The most telling comment, I think, is that the American government spends more to cover only a fraction of the population. Also, nobody would say that the American Medicare/Medicaid coverage is any better than Canadian Medicare.
 
I do think that I'd like to see a lot more newspaper articles with the word "Yikes."
 
Personally I don't give a rat's ass whether it's a Nobel winner writing or some redneck in Kansas. The bottom line is that some people in Canada have to wait for a year before they can have their cataracts removed. Why can't we implement the kind of changes that the Germans, French & Swedes have to fix their systems?
 
blixa:

Why can't we implement the kind of changes that the Germans, French & Swedes have to fix their systems?

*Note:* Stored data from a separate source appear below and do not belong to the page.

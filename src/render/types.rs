//! Gemeinsamer Zeichenkontext und Projektion.

use crate::core::Camera3D;
use crate::shared::RenderScene;
use glam::{Vec2, Vec3};

/// Gemeinsamer Kontext für alle Sub-Renderer eines Frames.
pub(crate) struct RenderContext<'a> {
    pub painter: &'a egui::Painter,
    /// Viewport-Rechteck in egui-Koordinaten
    pub rect: egui::Rect,
    pub camera: &'a Camera3D,
    pub viewport: Vec2,
    camera_position: Vec3,
    camera_forward: Vec3,
}

impl<'a> RenderContext<'a> {
    pub fn new(painter: &'a egui::Painter, rect: egui::Rect, scene: &'a RenderScene) -> Self {
        Self {
            painter,
            rect,
            camera: &scene.camera,
            viewport: Vec2::from(scene.viewport_size),
            camera_position: scene.camera.position(),
            camera_forward: scene.camera.forward(),
        }
    }

    /// Projiziert einen Weltpunkt auf den Bildschirm. `None` hinter der Near-Plane.
    pub fn project(&self, world: Vec3) -> Option<egui::Pos2> {
        if self.depth(world) < self.camera.near {
            return None;
        }
        self.camera
            .world_to_screen(world, self.viewport)
            .map(|p| self.rect.min + egui::vec2(p.x, p.y))
    }

    /// Abstand eines Weltpunkts entlang der Blickrichtung
    pub fn depth(&self, world: Vec3) -> f32 {
        (world - self.camera_position).dot(self.camera_forward)
    }

    /// Bildschirmradius einer Kugel in Pixeln
    pub fn screen_radius(&self, world: Vec3, radius: f32) -> f32 {
        radius / self.camera.world_per_pixel_at(self.depth(world), self.viewport.y)
    }
}

/// RGBA [0..1] in egui-Farbe
pub(crate) fn color32(color: [f32; 4]) -> egui::Color32 {
    egui::Color32::from_rgba_unmultiplied(
        (color[0] * 255.0) as u8,
        (color[1] * 255.0) as u8,
        (color[2] * 255.0) as u8,
        (color[3] * 255.0) as u8,
    )
}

I think we should implement the tax rate found in those countries in question first, then see where that extra money for health care would bring?

GB
 
I would argue that our system is better than some European models. There are user fees in France and Sweden for example. There are also private hospitals that cater to the well-off in many European countries.

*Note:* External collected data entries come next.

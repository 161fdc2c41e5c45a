//! Use-Case: Pointer-Down in einen Treffer übersetzen.

use crate::app::state::Layer;
use crate::app::AppState;
use crate::core::picking::{pick_nearest_polyline, pick_nearest_sphere};
use crate::core::{EntityKind, EntityRef};
use glam::Vec2;

/// Löst einen Pointer-Down an `screen_pos` (Viewport-Pixel) in ein Objekt auf.
///
/// Die Arten werden in der Priorität des Interaktionsmodus geprüft; die erste Art
/// mit einem Treffer gewinnt (nächster Treffer entlang des Strahls), niedrigere
/// Arten werden nicht mehr geprüft. Ausgeblendete Ebenen sind nicht pickbar.
pub fn resolve_pointer_hit(state: &AppState, screen_pos: Vec2) -> Option<EntityRef> {
    let camera = &state.view.camera;
    let viewport = state.view.viewport();
    let ray = camera.ray_from_screen(screen_pos, viewport)?;
    let scene = &state.scene;

    for &kind in state.editor.mode.pick_priority() {
        let hit = match kind {
            EntityKind::Point => {
                if !state.view.is_visible(Layer::Points) {
                    continue;
                }
                let radius = state.options.point_radius;
                pick_nearest_sphere(&ray, scene.points().map(|p| (p.id, p.position, radius)))
            }
            EntityKind::Forcefield => {
                if !state.view.is_visible(Layer::Forcefields) {
                    continue;
                }
                pick_nearest_sphere(
                    &ray,
                    scene.forcefields().map(|f| (f.id, f.position, f.radius())),
                )
            }
            EntityKind::Connection => {
                let pick_px = state.options.line_pick_radius_px;
                pick_nearest_polyline(
                    &ray,
                    scene.connections().map(|c| (c.id, c.geometry())),
                    |t| camera.world_per_pixel_at(t, viewport.y) * pick_px,
                )
            }
        };

        if let Some(hit) = hit {
            log::debug!("Pointer-Treffer: {} {} (t={:.1})", kind, hit.id, hit.distance);
            return Some(EntityRef { kind, id: hit.id });
        }
    }
    None
}
//! AppIntent- und AppCommand-Enums für den Intent/Command-Datenfluss.

mod command;
mod intent;

pub use command::AppCommand;
pub use intent::AppIntent;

Here, organizations like the Fraser Institute would like to see user fees placed on health care, and want to allow a parallel private system for the people who can afford it. They argue that health costs are out of control in the public system, but offer no proof that a private system would reduce costs in any measurable way.

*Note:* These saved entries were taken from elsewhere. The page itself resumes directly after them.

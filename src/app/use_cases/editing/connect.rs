//! Use-Case: Selektierte Punkte zu einer Kette verbinden.

use super::removal::require_selected;
use crate::app::AppState;
use crate::core::{EditError, EntityKind};

/// Verbindet aufeinanderfolgende selektierte Punkte (Selektionsreihenfolge)
/// mit geraden Connections.
///
/// Benötigt mindestens zwei selektierte Punkte. Exakte Duplikate (gleicher
/// Start und gleiches Ende) werden übersprungen. Gibt die neuen IDs zurück.
pub fn connect_selected_points(state: &mut AppState) -> Result<Vec<u64>, EditError> {
    let ids = require_selected(state, EntityKind::Point, 2)?;

    let pairs: Vec<(u64, u64)> = ids
        .windows(2)
        .map(|w| (w[0], w[1]))
        .filter(|&(start, end)| {
            let duplicate = state.scene.has_connection_between(start, end);
            if duplicate {
                log::warn!("Connection {}→{} existiert bereits", start, end);
            }
            !duplicate
        })
        .collect();

    if pairs.is_empty() {
        return Ok(Vec::new());
    }

    // Snapshot VOR Mutation
    state.record_undo_snapshot();

    let scene = state.scene_mut();
    let mut created = Vec::with_capacity(pairs.len());
    for (start, end) in pairs {
        created.push(scene.add_connection(start, end)?);
    }
    log::info!("{} Connection(s) erstellt", created.len());
    Ok(created)
}

#[cfg(test)]
mod tests {
    use super::*;
    use glam::Vec3;

    #[test]
    fn chains_points_in_selection_order() {
        let mut state = AppState::new();
        let a = state.scene_mut().add_point(Vec3::ZERO);
        let b = state.scene_mut().add_point(Vec3::X);
        let c = state.scene_mut().add_point(Vec3::Y);
        state.selection.points.extend([c, a, b]);

        let created = connect_selected_points(&mut state).expect("genug selektiert");
        assert_eq!(created.len(), 2);

        let pairs: Vec<(u64, u64)> = state
            .scene
            .connections()
            .map(|conn| (conn.start_id, conn.end_id))
            .collect();
        assert_eq!(pairs, vec![(c, a), (a, b)]);
    }

    #[test]
    fn duplicates_are_skipped() {
        let mut state = AppState::new();
        let a = state.scene_mut().add_point(Vec3::ZERO);
        let b = state.scene_mut().add_point(Vec3::X);
        state.selection.points.extend([a, b]);

        connect_selected_points(&mut state).expect("genug selektiert");
        let second = connect_selected_points(&mut state).expect("genug selektiert");

        assert!(second.is_empty());
        assert_eq!(state.count(EntityKind::Connection), 1);
    }

    #[test]
    fn requires_two_points() {
        let mut state = AppState::new();
        assert_eq!(
            connect_selected_points(&mut state),
            Err(EditError::EmptySelection {
                kind: EntityKind::Point,
                required: 2,
                actual: 0
            })
        );
    }
}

As well, there is little knowledge as to what kind of impact this privatization would have on the public system (doctor, nurse and technician shortages, etc.).
 
biz:

The funny thing is, for all this talk on private health care delivery (i.e. private hospitals, publically reimbersed care for individuals), there is zilch supporting evidence that they any more efficient overall. All the examples cited were of restricted, single-task institutions (like clinics specializing in certain types of treatment) where economies of scale resulted in efficiencies, and not due to the private system per se.

GB
 
^That's a good point. I noticed that down in the US, the single task clinics are quite plentiful and can get pretty particular, such as offering only one type of surgical procedure.
 
Do you think that would be a good model for Canada? I wonder whether the economies of scale could justify the increased inconvenience of travel for patients.
 
biz:

Single-procedure clinics/regional centres as a principle is already sort of being implemented here in Ontario. I believe the Trillium Health Centre Site in Etobicoke have some sort of specialization in cataract surgery.

afransen:

Well, it depends on where the facility in question is, I suppose. It would make certainly make sense for single-procedure clinics in urban centre since there is a relatively large population served within a small geographical area. Besides, practice makes perfect, from a medical standpoint.

GB
 
If Krugman is up for a Nobel it is not for anything he has done recently. (though I guess working at MIT/Princeton still likely beats the Pittsburg Review on most days). -sorry but I find his opinion peices in the Times a bit annoying as he has a fairly obvious bias and tends to stray way too far from his actual field of knowledge.
 
I don't think newspaper columns are really criteria for a Nobel Prize. He'd get it for his major work on international trade theory. The currency crises too. He's already won the John Bates Clark, which is almost prestigious as the Nobel but not as well known.

As for the columns... They're usually good, but often a little too strong and frequent about American domestic issues that don't really affect me, so that diminishes my attention at times.
 
Single-procedure clinics/regional centres as a principle is already sort of being implemented here in Ontario. I believe the Trillium Health Centre Site in Etobicoke have some sort of specialization in cataract surgery

Again, good point. Most of these would fall under "elective" procedures, I assume (a cataract surgery clinic is one that I am not too sure about).